There are several advantages of MMA regularization: (a) As analyzed in Section 3.2, the gradient of MMA loss is stable and consistent, therefore it is easy to optimize and get near optimal solutions for the Tammes problem as shown in Table 1; (b) As verified in Table 3

, the MMA regularization is easy to implement with negligible computational overhead, but with considerable performance improvements; (c) The MMA regularization is effective for both the hidden layers and the output layer, decorrelating the filters and enlarging the inter-class separability respectively. Therefore, it can be applied to multiple tasks, such as image classification and face verification demonstrated in this paper. To intuitively make sense of the effectiveness of MMA regularization, we visualize the cosine similarity of filters from the first layer of VGG19-BN trained on CIFAR100 in Figure 

1. We compare several different methods of angular diversity regularization, including orthogonal regularization in (Rodríguez et al., 2017), MHE regularization in (Liu et al., 2018), and the proposed MMA regularization. The results show that the MMA regularization gets the most uncorrelated filters. Besides, the MMA regularization keeps some negative correlations which have been verified to be beneficial for neural networks (Chelaru and Dragoi, 2016).

Figure 1: Comparison of filter cosine similarity from the first layer of VGG19-BN trained on CIFAR100 with several different methods of angular diversity regularization. The number of similarity values above 0.2 is 495 (baseline), 120 (orthogonal), 51 (MHE), 0 (MMA), demonstrating the effectiveness of MMA regularization.

In summary, the main contributions of this paper are three-fold:

  • We propose a numerical method for the Tammes problem, called MMA, which can get near optimal solutions under arbitrary combinations of the number of points and dimensions.

  • We develop the novel MMA regularization which effectively promotes the angular diversity of weight vectors and therefore improves the generalization power of neural networks.

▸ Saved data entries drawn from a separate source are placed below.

//! Ledger → controller → index → query, end to end over the in-memory ledger.

use geoparcel_spatial::{
    ContourStore, EntityId, GeohashIndexer, MemoryContourStore, ParcelContour, SpatialQueryEngine,
};
use geoparcel_sync::{
    BlockNumber, KvStore, LedgerConnector, LedgerEventSource, MemoryKvStore, MemoryLedger,
    RawEvent, ReconnectPolicy, SyncConfig, SyncController, SyncState,
};
use std::sync::Arc;
use std::time::Duration;

const EVENT: &str = "ContourChanged";

const PARCEL_99: [&str; 4] = ["w24q8r9pgd0p", "w24q8r3newq1", "w24q8r6pm9gc", "w24q8rf0q48p"];
const PARCEL_99_MOVED: [&str; 4] = ["w24q8r9pgd0p", "w24q8xwfk4u3", "w24q8r6pm9gc", "w24q8rf0q48p"];

/// Inside the original rectangle of parcel 99.
const INSIDE_99: &str = "w24q8r9du";
/// Shares the `w24q8` prefix with parcel 99 but lies south of it.
const SOUTH_OF_99: &str = "w24q8qc9u";

struct Pipeline {
    ledger: MemoryLedger,
    store: MemoryContourStore,
    kv: MemoryKvStore,
    controller: SyncController,
    engine: SpatialQueryEngine,
}

async fn pipeline(ledger: MemoryLedger, store: MemoryContourStore, kv: MemoryKvStore) -> Pipeline {
    let source = LedgerEventSource::connect(
        Arc::new(ledger.clone()),
        ReconnectPolicy::fixed(Duration::from_millis(1)),
    )
    .await;
    let indexer = Arc::new(GeohashIndexer::new(Arc::new(store.clone())));
    let controller =
        SyncController::new(source, indexer, Arc::new(kv.clone()), SyncConfig::default());
    let engine = SpatialQueryEngine::new(Arc::new(store.clone()));
    Pipeline {
        ledger,
        store,
        kv,
        controller,
        engine,
    }
}

async fn wait_for_watermark(controller: &SyncController, block: BlockNumber) {
    for _ in 0..1000 {
        if controller.watermark().await.unwrap() >= block {
            return;
        }
        tokio::time::sleep(Duration::from_millis(5)).await;
    }
    panic!("watermark never reached {}", block);
}

fn ids(contours: &[ParcelContour]) -> Vec<String> {
    contours.iter().map(|c| c.entity_id.to_string()).collect()
}

async fn snapshot(store: &MemoryContourStore) -> Vec<(EntityId, Vec<String>)> {
    let mut out = Vec::new();
    for id in store.entity_ids() {
        let cells = store
            .get(&id)
            .await
            .unwrap()
            .into_iter()
            .map(|row| row.cell.to_string())
            .collect();
        out.push((id, cells));
    }
    out
}

#[tokio::test]
async fn entity_99_lifecycle() {
    let ledger = MemoryLedger::new();
    ledger.emit(EVENT, 1, "99", &PARCEL_99);
    let p = pipeline(ledger, MemoryContourStore::new(), MemoryKvStore::new()).await;

    let report = p.controller.start().await.unwrap();
    assert_eq!(report.applied, 1);
    assert_eq!(p.controller.state(), SyncState::Live);

    let hits = p.engine.by_parent_prefix("w24q8r").await.unwrap();
    assert_eq!(ids(&hits), vec!["99"]);
    let cells: Vec<&str> = hits[0].cells.iter().map(|c| c.as_str()).collect();
    assert_eq!(cells, PARCEL_99);

    assert_eq!(ids(&p.engine.by_inner_point(INSIDE_99).await.unwrap()), vec!["99"]);
    assert!(p.engine.by_inner_point(SOUTH_OF_99).await.unwrap().is_empty());

    // Move the second vertex; the hex token id is the same parcel.
    p.ledger.emit(EVENT, 2, "0x63", &PARCEL_99_MOVED);
    wait_for_watermark(&p.controller, 2).await;

    assert_eq!(ids(&p.engine.by_parent_prefix("w24q8r").await.unwrap()), vec!["99"]);
    assert_eq!(ids(&p.engine.by_parent_prefix("w24q8xwf").await.unwrap()), vec!["99"]);
    assert!(p.engine.by_parent_prefix("w24q8r3").await.unwrap().is_empty());
    let moved = p.engine.by_parent_prefix("w24q8x").await.unwrap();
    let cells: Vec<&str> = moved[0].cells.iter().map(|c| c.as_str()).collect();
    assert_eq!(cells, PARCEL_99_MOVED);

    // Empty contour removes the parcel entirely.
    p.ledger.emit(EVENT, 3, "99", &[]);
    wait_for_watermark(&p.controller, 3).await;

    assert!(p.engine.by_parent_prefix("w24q8r").await.unwrap().is_empty());
    assert!(p.engine.by_parent_prefix("w24q8xwf").await.unwrap().is_empty());
    assert!(p.engine.by_inner_point(INSIDE_99).await.unwrap().is_empty());
    assert_eq!(p.store.prefix_row_count(), 0);
    assert_eq!(p.kv.get("lastBlockNumber").await.unwrap().as_deref(), Some("3"));
}

fn history(ledger: &MemoryLedger) {
    ledger.emit(EVENT, 1, "1", &["s00", "s02", "s08", "s0b"]);
    ledger.emit(EVENT, 2, "2", &["u4pr", "u4px", "u4pz"]);
    ledger.emit(EVENT, 3, "1", &["s00", "s03", "s08", "s0b"]);
    ledger.emit(EVENT, 4, "3", &["s00", "s01", "s03"]);
    ledger.emit(EVENT, 5, "2", &[]);
    ledger.emit(EVENT, 6, "1", &["s0b", "s08", "s03", "s00"]);
    ledger.emit(EVENT, 6, "3", &["s01", "s03", "s00"]);
    ledger.set_height(7);
}

#[tokio::test]
async fn restart_after_crash_matches_uninterrupted_run() {
    let ledger = MemoryLedger::new();
    history(&ledger);

    let clean = pipeline(ledger.clone(), MemoryContourStore::new(), MemoryKvStore::new()).await;
    clean.controller.start().await.unwrap();
    let expected = snapshot(&clean.store).await;
    clean.controller.stop();

    // A previous run recorded block 3 and then applied events through block 5
    // before crashing, without recording them.
    let store = MemoryContourStore::new();
    let kv = MemoryKvStore::new();
    kv.set("lastBlockNumber", "3").await.unwrap();
    let indexer = GeohashIndexer::new(Arc::new(store.clone()));
    for event in ledger_events_through(&ledger, 5).await {
        let decoded = event.decode().unwrap();
        indexer
            .apply_contour_change(&decoded.contour.entity_id, &decoded.contour.cells)
            .await
            .unwrap();
    }

    let restarted = pipeline(ledger, store, kv).await;
    let report = restarted.controller.start().await.unwrap();

    assert_eq!(report.watermark, 7);
    assert_eq!(report.applied, 5);
    assert_eq!(snapshot(&restarted.store).await, expected);
    assert_eq!(
        expected,
        vec![
            (
                EntityId::from(1),
                vec!["s0b".to_string(), "s08".to_string(), "s03".to_string(), "s00".to_string()]
            ),
            (
                EntityId::from(3),
                vec!["s01".to_string(), "s03".to_string(), "s00".to_string()]
            ),
        ]
    );
}

async fn ledger_events_through(ledger: &MemoryLedger, block: BlockNumber) -> Vec<RawEvent> {
    let conn = ledger.connect().await.unwrap();
    let mut events = conn.events_from_block(EVENT, 0).await.unwrap();
    events.retain(|e| e.block_number <= block);
    events
}

#[tokio::test]
async fn undecodable_live_event_is_skipped() {
    let ledger = MemoryLedger::new();
    let p = pipeline(ledger, MemoryContourStore::new(), MemoryKvStore::new()).await;
    p.controller.start().await.unwrap();

    p.ledger.emit(EVENT, 1, "99", &["w24q8r9pgd0p", "not a cell"]);
    p.ledger.emit(EVENT, 2, "7", &["s00", "s02", "s08"]);
    wait_for_watermark(&p.controller, 2).await;

    let report = p.controller.report().await.unwrap();
    assert_eq!((report.applied, report.skipped), (1, 1));
    assert_eq!(p.store.entity_ids(), vec![EntityId::from(7)]);
}

#[tokio::test]
async fn live_sync_survives_flaky_reconnects() {
    let ledger = MemoryLedger::new();
    let p = pipeline(ledger, MemoryContourStore::new(), MemoryKvStore::new()).await;
    p.controller.start().await.unwrap();

    p.ledger.emit(EVENT, 1, "1", &["s00", "s02", "s08"]);
    wait_for_watermark(&p.controller, 1).await;

    p.ledger.fail_next_connects(3);
    p.ledger.disconnect();
    p.ledger.emit(EVENT, 2, "2", &["u4pr", "u4px", "u4pz"]);
    wait_for_watermark(&p.controller, 2).await;

    assert_eq!(p.controller.state(), SyncState::Live);
    assert_eq!(ids(&p.engine.by_parent_prefix("u4p").await.unwrap()), vec!["2"]);
    assert_eq!(p.ledger.connect_attempts(), 5);
}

  • Various experiments on multiple tasks show that MMA regularization is generally effective and can become a basic regularization method for training neural networks.

2 Related Work

To improve the generalization power of neural networks, many regularization methods have been proposed, such as weight decay (Krogh and Hertz, 1992), decoupled weight decay (Loshchilov and Hutter, 2017), weight elimination (Weigend et al., 1991), nuclear norm (Recht et al., 2010), dropout (Srivastava et al., 2014), dropconnect (Wan et al., 2013), adding noise (An, 1996), and early stopping (Morgan and Bourlard, 1990).

Recently, diversity-promoting regularization approaches are emerging. These methods mainly penalize the neural networks by adding a regularization term to the loss function. The regularization term either promotes the diversity of activations through minimizing the cross-covariance of hidden activations (Cogswell et al., 2015), or directly promotes the diversity of neurons or filters through enforcing the pairwise orthogonality (Rodríguez et al., 2017; Xie et al., 2017b; Liu et al., 2017; Xie et al., 2017a) or minimizing the global potential energy (Liu et al., 2018; Lin et al., 2020). For many tasks, these methods obtain marginal improvements (Rodríguez et al., 2017; Prakash et al., 2019; Xie et al., 2017c; Brock et al., 2016). Another stream of approaches gets comparatively diverse neurons or filters by cyclically dropping and relearning some of the weights (Prakash et al., 2019; Han et al., 2016; Qiao et al., 2019), which leads to substantial performance gains, but suffers from complex training. In contrast, our proposed simple MMA regularization achieves significant performance improvements while employing the standard training procedures.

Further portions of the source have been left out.